- _TASK PROMPT_:
Would you return, word for word, the lines of the data below from the line with "assert!(ctx.bus_read(&mut m, 0x2, 0x0002).unwrap().is_none());" through the line with "the cycle budget.", and no others?

- _RECORDS SUPPLIED_:
//! Banked address bus.
//!
//! The 64K CPU address space splits into sixteen 4K banks indexed by the
//! high nibble of the address. Each bank routes to one of a closed set of
//! devices; PRG banks additionally carry readable/writable flags and a ROM
//! page index installed by the mapper.
//!
//! - Banks $0-$1: internal RAM (`addr & $7FF`)
//! - Banks $2-$3: PPU registers (stubs)
//! - Bank  $4:    APU and controller registers
//! - Banks $5-$F: cartridge PRG space

use log::trace;
use sym_ast::{AstManager, TermId};

use crate::context::Context;
use crate::error::Result;

/// Device handling a 4K bank.
#[derive(Debug, Clone, Copy, PartialEq, Eq)]
pub(crate) enum BankDevice {
    Ram,
    Ppu,
    Apu,
    Prg,
}

/// Per-bank routing entry.
#[derive(Debug, Clone, Copy)]
pub(crate) struct Bank {
    pub device: BankDevice,
    pub readable: bool,
    pub writable: bool,
    /// Index into the ROM image's 4K PRG pages, once mapped.
    pub prg_page: Option<usize>,
}

impl Bank {
    const fn device(device: BankDevice) -> Self {
        Self {
            device,
            readable: false,
            writable: false,
            prg_page: None,
        }
    }

    /// Power-on bank map: RAM, PPU, APU, then unmapped PRG.
    pub(crate) fn default_map() -> [Bank; 16] {
        let mut banks = [Bank::device(BankDevice::Prg); 16];
        banks[0x0] = Bank::device(BankDevice::Ram);
        banks[0x1] = Bank::device(BankDevice::Ram);
        banks[0x2] = Bank::device(BankDevice::Ppu);
        banks[0x3] = Bank::device(BankDevice::Ppu);
        banks[0x4] = Bank::device(BankDevice::Apu);
        banks
    }
}

/// Controller shift-register read at $4016.
const APU_CONTROLLER1: u16 = 0x016;
/// Controller 2 / frame counter at $4017.
const APU_CONTROLLER2: u16 = 0x017;

impl Context {
    /// Bank read dispatch. `None` means no device drove the bus.
    pub(crate) fn bus_read(
        &mut self,
        m: &mut AstManager,
        bank: usize,
        offset: u16,
    ) -> Result<Option<TermId>> {
        match self.banks[bank].device {
            BankDevice::Ram => Ok(Some(self.read_ram(offset))),
            BankDevice::Ppu => Ok(None),
            BankDevice::Apu => match offset {
                APU_CONTROLLER1 => {
                    let serial = self.controller1_read(m)?;
                    Ok(Some(self.controller_open_bus(m, serial)?))
                }
                APU_CONTROLLER2 => {
                    let serial = self.controller2_read(m);
                    Ok(Some(self.controller_open_bus(m, serial)?))
                }
                _ => Ok(None),
            },
            BankDevice::Prg => {
                let entry = self.banks[bank];
                if !entry.readable {
                    return Ok(Some(m.byte(0xFF)));
                }
                match (entry.prg_page, self.rom.as_ref()) {
                    (Some(page), Some(rom)) => Ok(Some(rom.prg_byte(page, offset))),
                    _ => Ok(Some(m.byte(0xFF))),
                }
            }
        }
    }

    /// Bank write dispatch.
    pub(crate) fn bus_write(
        &mut self,
        m: &mut AstManager,
        bank: usize,
        offset: u16,
        data: TermId,
    ) -> Result<()> {
        match self.banks[bank].device {
            BankDevice::Ram => {
                self.write_ram(offset, data);
                Ok(())
            }
            BankDevice::Ppu => Ok(()),
            BankDevice::Apu => match offset {
                APU_CONTROLLER1 => self.controller_write(m, data),
                // $4017 is the APU frame counter; not modelled.
                _ => Ok(()),
            },
            BankDevice::Prg => {
                if self.banks[bank].writable {
                    // PRG RAM stub: nothing backs writable banks yet.
                    trace!("PRG write to bank {bank:#X} dropped");
                }
                Ok(())
            }
        }
    }

    /// Compose a controller serial bit with the open-bus bits of the last
    /// read: `(last_read & $C0) | (serial & $19)`.
    fn controller_open_bus(&mut self, m: &mut AstManager, serial: TermId) -> Result<TermId> {
        let bus_mask = m.byte(0xC0);
        let bus_bits = m.bv_and(self.last_read, bus_mask)?;
        let serial_mask = m.byte(0x19);
        let serial_bits = m.bv_and(serial, serial_mask)?;
        Ok(m.bv_or(bus_bits, serial_bits)?)
    }
}

#[cfg(test)]
mod tests {
    use super::*;

    #[test]
    fn default_map_routes_devices() {
        let banks = Bank::default_map();
        assert_eq!(banks[0x0].device, BankDevice::Ram);
        assert_eq!(banks[0x1].device, BankDevice::Ram);
        assert_eq!(banks[0x2].device, BankDevice::Ppu);
        assert_eq!(banks[0x3].device, BankDevice::Ppu);
        assert_eq!(banks[0x4].device, BankDevice::Apu);
        for bank in &banks[0x5..] {
            assert_eq!(bank.device, BankDevice::Prg);
            assert!(!bank.readable);
            assert!(!bank.writable);
        }
    }

    #[test]
    fn ram_banks_mirror_the_2k_window() {
        let mut m = AstManager::new();
        let mut ctx = Context::new(&mut m);
        let v = m.byte(0xAB);
        ctx.write_ram(0x0000, v);
        // Bank 1 offset $800 lands on the same cell through the mask.
        let got = ctx.bus_read(&mut m, 1, 0x0800).unwrap().unwrap();
        assert_eq!(m.value(got), Some(0xAB));
    }

    #[test]
    fn unmapped_prg_reads_all_ones() {
        let mut m = AstManager::new();
        let mut ctx = Context::new(&mut m);
        let got = ctx.bus_read(&mut m, 0x8, 0x0123).unwrap().unwrap();
        assert_eq!(m.value(got), Some(0xFF));
    }

    #[test]
    fn ppu_reads_float_the_bus() {
        let mut m = AstManager::new();
        let mut ctx = Context::new(&mut m);
        assert!(ctx.bus_read(&mut m, 0x2, 0x0002).unwrap().is_none());
    }
}
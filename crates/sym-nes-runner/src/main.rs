//! Headless symbolic ROM explorer.
//!
//! Loads an iNES image, seeds the scheduler with a root context, and
//! explores executions until the run queue drains under the cycle budget.
//! With `--solve-a`, each completed path is asked whether the accumulator
//! can reach the target value; the first satisfiable path's controller
//! assignment is printed as JSON.

use std::fs;
use std::process::ExitCode;

use log::info;
use sym_ast::{AstManager, SolverStatus};
use sym_nes::{Context, ContextScheduler};

/// Default per-context cycle budget.
const DEFAULT_MAX_CYCLES: u64 = 100_000;

struct Options {
    rom_path: String,
    max_cycles: u64,
    solve_a: Option<u8>,
}

fn usage() {
    eprintln!("Usage: sym-nes-runner [options] <rom.nes>");
    eprintln!("       --max-cycles <n>   per-context cycle budget (default {DEFAULT_MAX_CYCLES})");
    eprintln!("       --solve-a <hex>    solve for controller inputs reaching A == value");
}

fn parse_args(args: &[String]) -> Result<Options, String> {
    let mut rom_path = None;
    let mut max_cycles = DEFAULT_MAX_CYCLES;
    let mut solve_a = None;

    let mut iter = args.iter();
    while let Some(arg) = iter.next() {
        match arg.as_str() {
            "--max-cycles" => {
                let value = iter.next().ok_or("--max-cycles needs a value")?;
                max_cycles = value
                    .parse()
                    .map_err(|_| format!("bad cycle count: {value}"))?;
            }
            "--solve-a" => {
                let value = iter.next().ok_or("--solve-a needs a value")?;
                let digits = value.trim_start_matches("0x").trim_start_matches('$');
                solve_a = Some(
                    u8::from_str_radix(digits, 16)
                        .map_err(|_| format!("bad target value: {value}"))?,
                );
            }
            other if other.starts_with('-') => return Err(format!("unknown option: {other}")),
            other => rom_path = Some(other.to_string()),
        }
    }

    Ok(Options {
        rom_path: rom_path.ok_or("no ROM given")?,
        max_cycles,
        solve_a,
    })
}

fn main() -> ExitCode {
    env_logger::init();

    let args: Vec<String> = std::env::args().skip(1).collect();
    let options = match parse_args(&args) {
        Ok(options) => options,
        Err(message) => {
            eprintln!("{message}");
            usage();
            return ExitCode::FAILURE;
        }
    };

    match run(&options) {
        Ok(code) => code,
        Err(message) => {
            eprintln!("{}: {message}", options.rom_path);
            ExitCode::FAILURE
        }
    }
}

fn run(options: &Options) -> Result<ExitCode, String> {
    let data = fs::read(&options.rom_path).map_err(|e| format!("failed to read: {e}"))?;

    let mut m = AstManager::new();
    let mut root = Context::new(&mut m);
    root.load_ines(&mut m, &data).map_err(|e| e.to_string())?;

    let mut scheduler = ContextScheduler::new();
    scheduler.set_maximum_cpu_cycles(options.max_cycles);
    scheduler.add_context(root);

    while scheduler.have_contexts() {
        scheduler
            .run_next_context(&mut m)
            .map_err(|e| e.to_string())?;
    }

    let completed = scheduler.take_completed();
    info!("{} context(s) explored", completed.len());

    for (index, ctx) in completed.iter().enumerate() {
        let pc = match m.value(ctx.cpu_pc()) {
            Some(pc) => format!("${pc:04X}"),
            None => "symbolic".to_string(),
        };
        println!(
            "context {index}: {} cycles, PC {pc}, {} constraint(s), {} input(s){}",
            ctx.cpu_cycle_count(),
            ctx.path_constraints().len(),
            ctx.inputs().len(),
            if ctx.has_forked() { ", forked" } else { "" },
        );
    }

    let Some(target) = options.solve_a else {
        return Ok(ExitCode::SUCCESS);
    };

    // Ask each completed path whether A can reach the target; report the
    // first input assignment that does.
    let target_term = m.byte(target);
    for (index, ctx) in completed.iter().enumerate() {
        if ctx.has_forked() {
            // A forked parent's machine state was superseded by its children.
            continue;
        }
        let goal = m
            .eq(ctx.cpu_a(), target_term)
            .map_err(|e| e.to_string())?;
        let mut assertions = ctx.path_constraints().to_vec();
        assertions.push(goal);

        let (status, model) = m.call_solver(&assertions).map_err(|e| e.to_string())?;
        info!("context {index}: solver says {status:?}");

        if status == SolverStatus::Sat {
            if let Some(model) = model {
                let report = serde_json::json!({
                    "context": index,
                    "target_a": format!("{target:#04x}"),
                    "model": model,
                });
                println!("{report}");
                return Ok(ExitCode::SUCCESS);
            }
        }
    }

    eprintln!("no completed path reaches A == {target:#04x}");
    Ok(ExitCode::FAILURE)
}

- _TASK RESPONSE_:
        assert!(ctx.bus_read(&mut m, 0x2, 0x0002).unwrap().is_none());
    }
}
filename crates/sym-nes-runner/src/main.rs
//! Headless symbolic ROM explorer.
//!
//! Loads an iNES image, seeds the scheduler with a root context, and
//! explores executions until the run queue drains under the cycle budget.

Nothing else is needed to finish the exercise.